Il voto non aveva ricadute dirette sul terreno legislativo ma ciò non impedisce qualche osservazione a più ampio raggio. La prima riguarda la questione del quorum: si va consolidando l’appello esplicito all’astensione come strumento di azione politica. L’invito a invalidare il voto è divenuto una prassi usata senza pudore e infingimenti. Va poi ricordato che da ben quattordici anni nessun referendum abbia raggiunto il quorum. Ciò dovrebbe suggerire qualche riflessione sui mutamenti morfologici dell’elettorato considerando che gli anziani rappresentano la maggioranza relativa degli aventi diritto al voto. Allo stesso tempo, è evidente una metamorfosi politico-culturale a raggio europeo per cui il voto è sempre più percepito come una libera scelta dell’elettore, del tutto priva di qualche forma di obbligazione etica o ideale. I promotori sono così quasi sempre battuti da chi usa l’astensione per evitare qualsiasi cambiamento. La seconda questione critica riguarda le conseguenze della consultazione essendo evidente come la legge non possa essere oggetto di modifiche in tempi accettabili.

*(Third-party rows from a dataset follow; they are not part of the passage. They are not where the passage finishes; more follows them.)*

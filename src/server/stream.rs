//! Range-capable streaming of files under the managed root.

use super::state::{GuardedPathGuard, ServerState};
use axum::{
    body::Body,
    extract::{FromRequestParts, Query, State},
    http::{header, StatusCode},
    response::{IntoResponse, Response},
};
use serde::Deserialize;
use tokio::{
    fs::File,
    io::{AsyncReadExt, AsyncSeekExt, SeekFrom},
};
use tokio_util::io::ReaderStream;
use tracing::debug;

const HEADER_BYTE_RANGE: &str = "Range";
const SNIFF_LEN: usize = 8192;
const STREAM_CHUNK_SIZE: usize = 4096 * 16;

/// A parsed `Range: bytes=a-b` header. A missing start with a present end
/// means "the last `end` bytes".
#[derive(Debug, Clone, Copy, PartialEq, Eq)]
pub struct ByteRange {
    start_inclusive: Option<u64>,
    end_inclusive: Option<u64>,
}

impl ByteRange {
    pub fn new(start_inclusive: Option<u64>, end_inclusive: Option<u64>) -> ByteRange {
        ByteRange {
            start_inclusive,
            end_inclusive,
        }
    }

    fn parse<S: AsRef<str>>(s: S) -> Option<ByteRange> {
        let v = s.as_ref().trim();
        let v = v.strip_prefix("bytes=")?;
        // Only the first range of a multi-range request is honored.
        let v = v.split(',').next()?.trim();
        let (start, end) = v.split_once('-')?;

        Some(ByteRange {
            start_inclusive: start.trim().parse::<u64>().ok(),
            end_inclusive: end.trim().parse::<u64>().ok(),
        })
    }

    /// Inclusive `(start, end)` offsets within a file of `length` bytes, or
    /// `None` if the range cannot be satisfied.
    fn resolve(&self, length: u64) -> Option<(u64, u64)> {
        if length == 0 {
            return None;
        }
        let last = length - 1;
        match (self.start_inclusive, self.end_inclusive) {
            (None, None) => Some((0, last)),
            (None, Some(suffix)) => {
                if suffix == 0 {
                    None
                } else {
                    Some((length.saturating_sub(suffix), last))
                }
            }
            (Some(start), end) => {
                if start > last {
                    return None;
                }
                let end = end.unwrap_or(last).min(last);
                if end < start {
                    None
                } else {
                    Some((start, end))
                }
            }
        }
    }
}

pub struct ByteRangeExtractionError {}

impl IntoResponse for ByteRangeExtractionError {
    fn into_response(self) -> Response {
        StatusCode::BAD_REQUEST.into_response()
    }
}

impl FromRequestParts<ServerState> for Option<ByteRange> {
    type Rejection = ByteRangeExtractionError;

    async fn from_request_parts(
        parts: &mut axum::http::request::Parts,
        _state: &ServerState,
    ) -> Result<Self, Self::Rejection> {
        Ok(parts
            .headers
            .get(HEADER_BYTE_RANGE)
            .and_then(|x| x.to_str().ok())
            .and_then(ByteRange::parse))
    }
}

#[derive(Deserialize, Debug)]
pub struct StreamQuery {
    file: Option<String>,
}

async fn sniff_content_type(file: &mut File) -> std::io::Result<&'static str> {
    let mut head = vec![0u8; SNIFF_LEN];
    let mut filled = 0;
    while filled < head.len() {
        let read = file.read(&mut head[filled..]).await?;
        if read == 0 {
            break;
        }
        filled += read;
    }
    head.truncate(filled);
    Ok(infer::get(&head)
        .map(|kind| kind.mime_type())
        .unwrap_or("application/octet-stream"))
}

pub async fn stream_file(
    byte_range: Option<ByteRange>,
    State(path_guard): State<GuardedPathGuard>,
    Query(query): Query<StreamQuery>,
) -> Response {
    let Some(path) = query.file.as_deref().and_then(|f| path_guard.resolve(f)) else {
        return StatusCode::NOT_FOUND.into_response();
    };
    if !path.is_file() {
        return StatusCode::NOT_FOUND.into_response();
    }
    debug!("Streaming file from path {}", path.display());

    let mut file = match File::open(&path).await {
        Err(_) => return StatusCode::NOT_FOUND.into_response(),
        Ok(x) => x,
    };
    let file_length = match file.metadata().await {
        Ok(x) => x.len(),
        Err(_) => return StatusCode::INTERNAL_SERVER_ERROR.into_response(),
    };
    let content_type = match sniff_content_type(&mut file).await {
        Ok(x) => x,
        Err(_) => return StatusCode::INTERNAL_SERVER_ERROR.into_response(),
    };

    let (status_code, start, end) = match byte_range {
        None
        | Some(ByteRange {
            start_inclusive: None,
            end_inclusive: None,
        }) => (StatusCode::OK, 0, file_length.saturating_sub(1)),
        Some(range) => match range.resolve(file_length) {
            Some((start, end)) => (StatusCode::PARTIAL_CONTENT, start, end),
            None => {
                return Response::builder()
                    .status(StatusCode::RANGE_NOT_SATISFIABLE)
                    .header(header::CONTENT_RANGE, format!("bytes */{}", file_length))
                    .body(Body::empty())
                    .unwrap_or_else(|_| StatusCode::RANGE_NOT_SATISFIABLE.into_response());
            }
        },
    };

    if file.seek(SeekFrom::Start(start)).await.is_err() {
        return StatusCode::INTERNAL_SERVER_ERROR.into_response();
    }
    let chunk_size = if file_length == 0 { 0 } else { end - start + 1 };
    let stream = ReaderStream::with_capacity(file.take(chunk_size), STREAM_CHUNK_SIZE);

    let mut builder = Response::builder()
        .status(status_code)
        .header(header::CONTENT_TYPE, content_type)
        .header(header::ACCEPT_RANGES, "bytes")
        .header(header::CONTENT_LENGTH, chunk_size);
    if status_code == StatusCode::PARTIAL_CONTENT {
        builder = builder.header(
            header::CONTENT_RANGE,
            format!("bytes {}-{}/{}", start, end, file_length),
        );
    }

    builder
        .body(Body::from_stream(stream))
        .unwrap_or_else(|_| StatusCode::INTERNAL_SERVER_ERROR.into_response())
}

L’opposizione non esce bene dalla vicenda referendaria, che oltretutto ha oscurato i discreti risultati conseguiti nel voto amministrativo. È anche da approfondire il massiccio astensionismo del voto estero. Si è trattato di un caso di maturità (non voto perché sulle questioni nazionali è giusto decidano solo i residenti in patria) oppure siamo in presenza di un crescente disinteresse per le vicende politiche del Paese d’origine? Stupisce, ad esempio, che il referendum sulla cittadinanza segnali un autentico fiasco nel voto estero mentre è risultato ovunque difficile persuadere l’elettorato più informato ad abrogare normative varate dal centrosinistra. Anche i dati relativi alla partecipazione meritano attenzione. Quattordici milioni di votanti non sono poca cosa, soprattutto se compariamo il dato con quello dei referendum tenuti in altri Paesi. Lascia però perplessi la strategia dei promotori. Se l’intenzione era quella di sostenere e rinforzare i diritti in materia di lavoro subordinato il risultato è obiettivamente preoccupante. E non è rassicurante soprattutto la risposta al quinto quesito, quello più “politico” in materia di cittadinanza. Se invece i promotori intendevano fare del referendum l’occasione per sviluppare una campagna di più lungo periodo in materia di diritti e non solo di cittadinanza, è comprensibile che una parte dell’elettorato abbia avuto la percezione di un’iniziativa strumentale e abbia imboccato la via dell’astensione. In ogni caso credo che una seria riflessione da parte di promotori e sostenitori sia necessaria e urgente.